§ WHAT THE TASK REQUIRES
Print, exactly and completely, the data that appears below.

§ DATA IN THIS EXERCISE
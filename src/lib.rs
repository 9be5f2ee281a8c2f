pub mod config;
pub mod error;
pub mod routes;
pub mod state;
pub mod translate;
pub mod utils;

pub use config::Config;
pub use error::AppError;
pub use state::AppState;
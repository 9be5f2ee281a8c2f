use axum::{
    extract::{
        multipart::MultipartRejection, rejection::JsonRejection, DefaultBodyLimit, Multipart,
        State,
    },
    http::header,
    response::{IntoResponse, Response},
    routing::{get, post},
    Json, Router,
};
use serde::Deserialize;
use serde_json::{json, Value};
use tower::ServiceBuilder;
use tower_http::{cors::CorsLayer, trace::TraceLayer};
use tracing::debug;

use crate::error::AppError;
use crate::state::AppState;
use crate::translate::{ApiKey, SourceDocument, Usage};

/// Name used when the `file` part carries no filename.
const DEFAULT_UPLOAD_NAME: &str = "document.pdf";

/// The full application: routes, body limit, tracing and CORS.
pub fn create_router(state: AppState) -> Router {
    let max_upload_bytes = state.config.system_config.max_upload_bytes;

    create_routes()
        .layer(DefaultBodyLimit::max(max_upload_bytes))
        .layer(
            ServiceBuilder::new()
                .layer(TraceLayer::new_for_http())
                .layer(CorsLayer::permissive()),
        )
        .with_state(state)
}

pub fn create_routes() -> Router<AppState> {
    Router::new()
        .route("/api/health", get(health_check))
        .route("/api/check-key", post(check_key))
        .route("/api/translate", post(translate))
}

async fn health_check() -> Json<Value> {
    Json(json!({ "status": "ok" }))
}

#[derive(Debug, Deserialize)]
struct CheckKeyRequest {
    #[serde(rename = "apiKey", default)]
    api_key: Option<String>,
}

async fn check_key(
    State(state): State<AppState>,
    payload: Result<Json<CheckKeyRequest>, JsonRejection>,
) -> Result<Json<Usage>, AppError> {
    let Json(request) = payload.map_err(|e| AppError::InvalidRequest(e.body_text()))?;
    let api_key = request.api_key.and_then(ApiKey::new);

    let usage = state.key_validator().validate(api_key).await?;
    Ok(Json(usage))
}

async fn translate(
    State(state): State<AppState>,
    multipart: Result<Multipart, MultipartRejection>,
) -> Result<Response, AppError> {
    let mut multipart = multipart.map_err(|e| AppError::InvalidRequest(e.body_text()))?;

    let mut file = None;
    let mut api_key = None;

    while let Some(field) = multipart
        .next_field()
        .await
        .map_err(|e| AppError::InvalidRequest(e.body_text()))?
    {
        let name = field.name().map(str::to_string);
        match name.as_deref() {
            Some("file") => {
                let filename = field
                    .file_name()
                    .filter(|n| !n.is_empty())
                    .unwrap_or(DEFAULT_UPLOAD_NAME)
                    .to_string();
                let data = field
                    .bytes()
                    .await
                    .map_err(|e| AppError::InvalidRequest(e.body_text()))?;
                file = Some(SourceDocument { filename, data });
            }
            Some("apiKey") => {
                let text = field
                    .text()
                    .await
                    .map_err(|e| AppError::InvalidRequest(e.body_text()))?;
                api_key = ApiKey::new(text);
            }
            other => debug!("Ignoring multipart field {:?}", other),
        }
    }

    let document = state.orchestrator().translate(file, api_key).await?;

    Ok((
        [
            (header::CONTENT_TYPE, document.content_type.to_string()),
            (header::CONTENT_DISPOSITION, document.content_disposition()),
        ],
        document.data,
    )
        .into_response())
}
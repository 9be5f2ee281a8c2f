use anyhow::{Context, Result};
use tokio::net::TcpListener;
use tracing::{info, warn};
use tracing_subscriber::EnvFilter;

use pdf_translator_backend::{routes, AppState, Config};

#[tokio::main]
async fn main() -> Result<()> {
    tracing_subscriber::fmt()
        .with_env_filter(
            EnvFilter::try_from_default_env()
                .unwrap_or_else(|_| EnvFilter::new("pdf_translator_backend=debug,tower_http=debug")),
        )
        .init();

    let (config, loaded_path) = Config::discover()?;
    match loaded_path {
        Some(path) => info!("Loaded configuration from: {}", path),
        None => info!("No configuration file found, using defaults"),
    }

    if config.deepl_config.dry_run {
        warn!("Dry run enabled: documents are not sent to DeepL");
    }

    let addr = config.bind_address();
    let app_state = AppState::new(config)?;
    let app = routes::create_router(app_state);

    info!("Starting server on {}", addr);
    let listener = TcpListener::bind(&addr)
        .await
        .with_context(|| format!("Failed to bind {}", addr))?;

    axum::serve(listener, app)
        .with_graceful_shutdown(shutdown_signal())
        .await?;

    info!("Server stopped");
    Ok(())
}

async fn shutdown_signal() {
    if let Err(e) = tokio::signal::ctrl_c().await {
        warn!("Failed to listen for shutdown signal: {}", e);
        std::future::pending::<()>().await;
    }
}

§ WRITTEN REPLY
filename src/lib.rs
repository 9be5f2ee281a8c2f
pub mod config;
pub mod error;
pub mod routes;
pub mod state;
pub mod translate;
pub mod utils;

pub use config::Config;
pub use error::AppError;
pub use state::AppState;
repository 9be5f2ee281a8c2f
use axum::{
    extract::{
        multipart::MultipartRejection, rejection::JsonRejection, DefaultBodyLimit, Multipart,
        State,
    },
    http::header,
    response::{IntoResponse, Response},
    routing::{get, post},
    Json, Router,
};
use serde::Deserialize;
use serde_json::{json, Value};
use tower::ServiceBuilder;
use tower_http::{cors::CorsLayer, trace::TraceLayer};
use tracing::debug;

use crate::error::AppError;
use crate::state::AppState;
use crate::translate::{ApiKey, SourceDocument, Usage};

/// Name used when the `file` part carries no filename.
const DEFAULT_UPLOAD_NAME: &str = "document.pdf";

/// The full application: routes, body limit, tracing and CORS.
pub fn create_router(state: AppState) -> Router {
    let max_upload_bytes = state.config.system_config.max_upload_bytes;

    create_routes()
        .layer(DefaultBodyLimit::max(max_upload_bytes))
        .layer(
            ServiceBuilder::new()
                .layer(TraceLayer::new_for_http())
                .layer(CorsLayer::permissive()),
        )
        .with_state(state)
}

pub fn create_routes() -> Router<AppState> {
    Router::new()
        .route("/api/health", get(health_check))
        .route("/api/check-key", post(check_key))
        .route("/api/translate", post(translate))
}

async fn health_check() -> Json<Value> {
    Json(json!({ "status": "ok" }))
}

#[derive(Debug, Deserialize)]
struct CheckKeyRequest {
    #[serde(rename = "apiKey", default)]
    api_key: Option<String>,
}

async fn check_key(
    State(state): State<AppState>,
    payload: Result<Json<CheckKeyRequest>, JsonRejection>,
) -> Result<Json<Usage>, AppError> {
    let Json(request) = payload.map_err(|e| AppError::InvalidRequest(e.body_text()))?;
    let api_key = request.api_key.and_then(ApiKey::new);

    let usage = state.key_validator().validate(api_key).await?;
    Ok(Json(usage))
}

async fn translate(
    State(state): State<AppState>,
    multipart: Result<Multipart, MultipartRejection>,
) -> Result<Response, AppError> {
    let mut multipart = multipart.map_err(|e| AppError::InvalidRequest(e.body_text()))?;

    let mut file = None;
    let mut api_key = None;

    while let Some(field) = multipart
        .next_field()
        .await
        .map_err(|e| AppError::InvalidRequest(e.body_text()))?
    {
        let name = field.name().map(str::to_string);
        match name.as_deref() {
            Some("file") => {
                let filename = field
                    .file_name()
                    .filter(|n| !n.is_empty())
                    .unwrap_or(DEFAULT_UPLOAD_NAME)
                    .to_string();
                let data = field
                    .bytes()
                    .await
                    .map_err(|e| AppError::InvalidRequest(e.body_text()))?;
                file = Some(SourceDocument { filename, data });
            }
            Some("apiKey") => {
                let text = field
                    .text()
                    .await
                    .map_err(|e| AppError::InvalidRequest(e.body_text()))?;
                api_key = ApiKey::new(text);
            }
            other => debug!("Ignoring multipart field {:?}", other),
        }
    }

    let document = state.orchestrator().translate(file, api_key).await?;

    Ok((
        [
            (header::CONTENT_TYPE, document.content_type.to_string()),
            (header::CONTENT_DISPOSITION, document.content_disposition()),
        ],
        document.data,
    )
        .into_response())
}
repository 9be5f2ee281a8c2f
use anyhow::{Context, Result};
use tokio::net::TcpListener;
use tracing::{info, warn};
use tracing_subscriber::EnvFilter;

use pdf_translator_backend::{routes, AppState, Config};

#[tokio::main]
async fn main() -> Result<()> {
    tracing_subscriber::fmt()
        .with_env_filter(
            EnvFilter::try_from_default_env()
                .unwrap_or_else(|_| EnvFilter::new("pdf_translator_backend=debug,tower_http=debug")),
        )
        .init();

    let (config, loaded_path) = Config::discover()?;
    match loaded_path {
        Some(path) => info!("Loaded configuration from: {}", path),
        None => info!("No configuration file found, using defaults"),
    }

    if config.deepl_config.dry_run {
        warn!("Dry run enabled: documents are not sent to DeepL");
    }

    let addr = config.bind_address();
    let app_state = AppState::new(config)?;
    let app = routes::create_router(app_state);

    info!("Starting server on {}", addr);
    let listener = TcpListener::bind(&addr)
        .await
        .with_context(|| format!("Failed to bind {}", addr))?;

    axum::serve(listener, app)
        .with_graceful_shutdown(shutdown_signal())
        .await?;

    info!("Server stopped");
    Ok(())
}

async fn shutdown_signal() {
    if let Err(e) = tokio::signal::ctrl_c().await {
        warn!("Failed to listen for shutdown signal: {}", e);
        std::future::pending::<()>().await;
    }
}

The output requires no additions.